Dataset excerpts
+--

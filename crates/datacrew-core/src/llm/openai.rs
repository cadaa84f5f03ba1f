use crate::constants::{endpoints, models};
use crate::error::CrewError;
use crate::llm::traits::*;
use crate::tools::ToolDefinition;
use serde::{Deserialize, Serialize};
use serde_json::Value;

pub struct OpenAIClient {
    client: reqwest::Client,
    api_key: String,
    model: String,
    base_url: String,
    temperature: Option<f32>,
}

impl OpenAIClient {
    pub fn new(api_key: impl Into<String>) -> Self {
        Self {
            client: reqwest::Client::new(),
            api_key: api_key.into(),
            model: models::DEFAULT_MODEL.to_string(),
            base_url: endpoints::OPENAI_BASE_URL.to_string(),
            temperature: None,
        }
    }

    pub fn with_model(mut self, model: impl Into<String>) -> Self {
        self.model = model.into();
        self
    }

    pub fn with_base_url(mut self, url: impl Into<String>) -> Self {
        self.base_url = url.into();
        self
    }

    pub fn with_temperature(mut self, temperature: f32) -> Self {
        self.temperature = Some(temperature);
        self
    }

    pub fn temperature(&self) -> Option<f32> {
        self.temperature
    }

    fn build_tool_defs(&self, tools: &[ToolDefinition]) -> Vec<Value> {
        tools
            .iter()
            .map(|t| {
                serde_json::json!({
                    "type": "function",
                    "function": {
                        "name": t.name,
                        "description": t.description,
                        "parameters": t.parameters,
                    }
                })
            })
            .collect()
    }

    fn build_messages(&self, messages: &[Message]) -> Vec<Value> {
        messages
            .iter()
            .map(|m| match m.role {
                Role::Tool => serde_json::json!({
                    "role": m.role,
                    "tool_call_id": m.tool_call_id.as_deref().unwrap_or_default(),
                    "content": m.content,
                }),
                Role::Assistant if m.has_tool_calls() => {
                    let calls: Vec<Value> = m
                        .tool_calls
                        .iter()
                        .map(|tc| {
                            serde_json::json!({
                                "id": tc.id,
                                "type": "function",
                                "function": { "name": tc.name, "arguments": tc.arguments },
                            })
                        })
                        .collect();
                    serde_json::json!({
                        "role": m.role,
                        "content": m.content,
                        "tool_calls": calls,
                    })
                }
                _ => serde_json::json!({
                    "role": m.role,
                    "content": m.content,
                }),
            })
            .collect()
    }
}

#[derive(Debug, Deserialize)]
struct OpenAIResponse {
    choices: Vec<OpenAIChoice>,
    usage: Option<OpenAIUsage>,
}

#[derive(Debug, Deserialize)]
struct OpenAIChoice {
    message: OpenAIMessage,
}

#[derive(Debug, Deserialize)]
struct OpenAIMessage {
    content: Option<String>,
    #[serde(default)]
    tool_calls: Vec<OpenAIToolCall>,
}

#[derive(Debug, Deserialize)]
struct OpenAIToolCall {
    id: String,
    function: OpenAIFunction,
}

#[derive(Debug, Deserialize)]
struct OpenAIFunction {
    name: String,
    arguments: String,
}

#[derive(Debug, Deserialize)]
struct OpenAIUsage {
    prompt_tokens: u32,
    completion_tokens: u32,
}

#[derive(Debug, Serialize)]
struct OpenAIRequest {
    model: String,
    messages: Vec<Value>,
    #[serde(skip_serializing_if = "Option::is_none")]
    tools: Option<Vec<Value>>,
    #[serde(skip_serializing_if = "Option::is_none")]
    temperature: Option<f32>,
}

/// Turn a raw chat-completions body into an [`LlmResponse`].
fn parse_response(response_text: &str) -> Result<LlmResponse, CrewError> {
    let api_response: OpenAIResponse = serde_json::from_str(response_text)
        .map_err(|e| CrewError::Llm(format!("Failed to parse response: {e}")))?;

    let choice = api_response
        .choices
        .into_iter()
        .next()
        .ok_or_else(|| CrewError::Llm("No response from API".into()))?;

    let content = choice.message.content.unwrap_or_default();

    let tool_calls: Vec<ToolCall> = choice
        .message
        .tool_calls
        .into_iter()
        .map(|tc| ToolCall::new(tc.id, tc.function.name, tc.function.arguments))
        .collect();

    let message = Message::assistant_with_tools(content, tool_calls);

    Ok(LlmResponse {
        message,
        usage: api_response.usage.map(|u| Usage {
            input_tokens: u.prompt_tokens,
            output_tokens: u.completion_tokens,
        }),
    })
}

#[async_trait::async_trait]
impl LlmClient for OpenAIClient {
    async fn chat(
        &self,
        messages: &[Message],
        tools: &[ToolDefinition],
    ) -> Result<LlmResponse, CrewError> {
        let url = format!("{}/v1/chat/completions", self.base_url);

        let request_body = OpenAIRequest {
            model: self.model.clone(),
            messages: self.build_messages(messages),
            tools: if tools.is_empty() {
                None
            } else {
                Some(self.build_tool_defs(tools))
            },
            temperature: self.temperature,
        };

        tracing::debug!(model = %self.model, messages = messages.len(), "chat request");

        let response = self
            .client
            .post(&url)
            .header("Authorization", format!("Bearer {}", self.api_key))
            .json(&request_body)
            .send()
            .await?;

        let status = response.status();
        let response_text = response.text().await?;

        if !status.is_success() {
            return Err(CrewError::Llm(format!(
                "OpenAI API error ({}): {}",
                status, response_text
            )));
        }

        parse_response(&response_text)
    }

    fn model(&self) -> &str {
        &self.model
    }
}

#[cfg(test)]
mod tests {
    use super::*;

    #[test]
    fn parses_plain_text_choice() {
        let body = r#"{
            "choices": [{"message": {"role": "assistant", "content": "EV sales grew"}}],
            "usage": {"prompt_tokens": 12, "completion_tokens": 4}
        }"#;
        let response = parse_response(body).unwrap();
        assert_eq!(response.message.content, "EV sales grew");
        assert!(!response.message.has_tool_calls());
        assert_eq!(
            response.usage,
            Some(Usage {
                input_tokens: 12,
                output_tokens: 4
            })
        );
    }

    #[test]
    fn parses_tool_calls_with_null_content() {
        let body = r#"{
            "choices": [{"message": {
                "content": null,
                "tool_calls": [{
                    "id": "call_1",
                    "type": "function",
                    "function": {"name": "web_search", "arguments": "{\"query\":\"ev\"}"}
                }]
            }}]
        }"#;
        let response = parse_response(body).unwrap();
        let calls = &response.message.tool_calls;
        assert_eq!(response.message.content, "");
        assert_eq!(calls[0].name, "web_search");
        assert_eq!(calls[0].parse_arguments().unwrap()["query"], "ev");
    }

    #[test]
    fn empty_choices_is_an_error() {
        let err = parse_response(r#"{"choices": []}"#).unwrap_err();
        assert!(err.to_string().contains("No response from API"));
    }

    #[test]
    fn request_omits_unset_temperature_and_tools() {
        let request = OpenAIRequest {
            model: "gpt-4".into(),
            messages: vec![],
            tools: None,
            temperature: None,
        };
        let json = serde_json::to_value(&request).unwrap();
        assert!(json.get("temperature").is_none());
        assert!(json.get("tools").is_none());

        let client = OpenAIClient::new("sk-test").with_temperature(0.2);
        assert_eq!(client.temperature(), Some(0.2));
        assert_eq!(client.model(), "gpt-4");
    }

    #[test]
    fn messages_are_shaped_by_role() {
        let client = OpenAIClient::new("sk-test");
        let msgs = client.build_messages(&[
            Message::system("sys"),
            Message::assistant_with_tools("", vec![ToolCall::new("call_9", "wikipedia", "{}")]),
            Message::tool_result("call_9", "{\"ok\":true}"),
            Message::assistant("done"),
        ]);
        assert_eq!(msgs[0], serde_json::json!({"role": "system", "content": "sys"}));
        assert_eq!(msgs[1]["role"], "assistant");
        assert_eq!(msgs[1]["tool_calls"][0]["type"], "function");
        assert_eq!(msgs[1]["tool_calls"][0]["function"]["name"], "wikipedia");
        assert_eq!(msgs[2]["role"], "tool");
        assert_eq!(msgs[2]["tool_call_id"], "call_9");
        assert!(msgs[3].get("tool_calls").is_none());
    }
}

+--

### TASK BRIEF:
Give again, exactly as written, every line from the first one above through the line that has "use serde_json::Value;" in it.

### WORKED SOLUTION:
filename crates/datacrew-core/src/llm/openai.rs
repository cadaa84f5f03ba1f
use crate::constants::{endpoints, models};
use crate::error::CrewError;
use crate::llm::traits::*;
use crate::tools::ToolDefinition;
use serde::{Deserialize, Serialize};
use serde_json::Value;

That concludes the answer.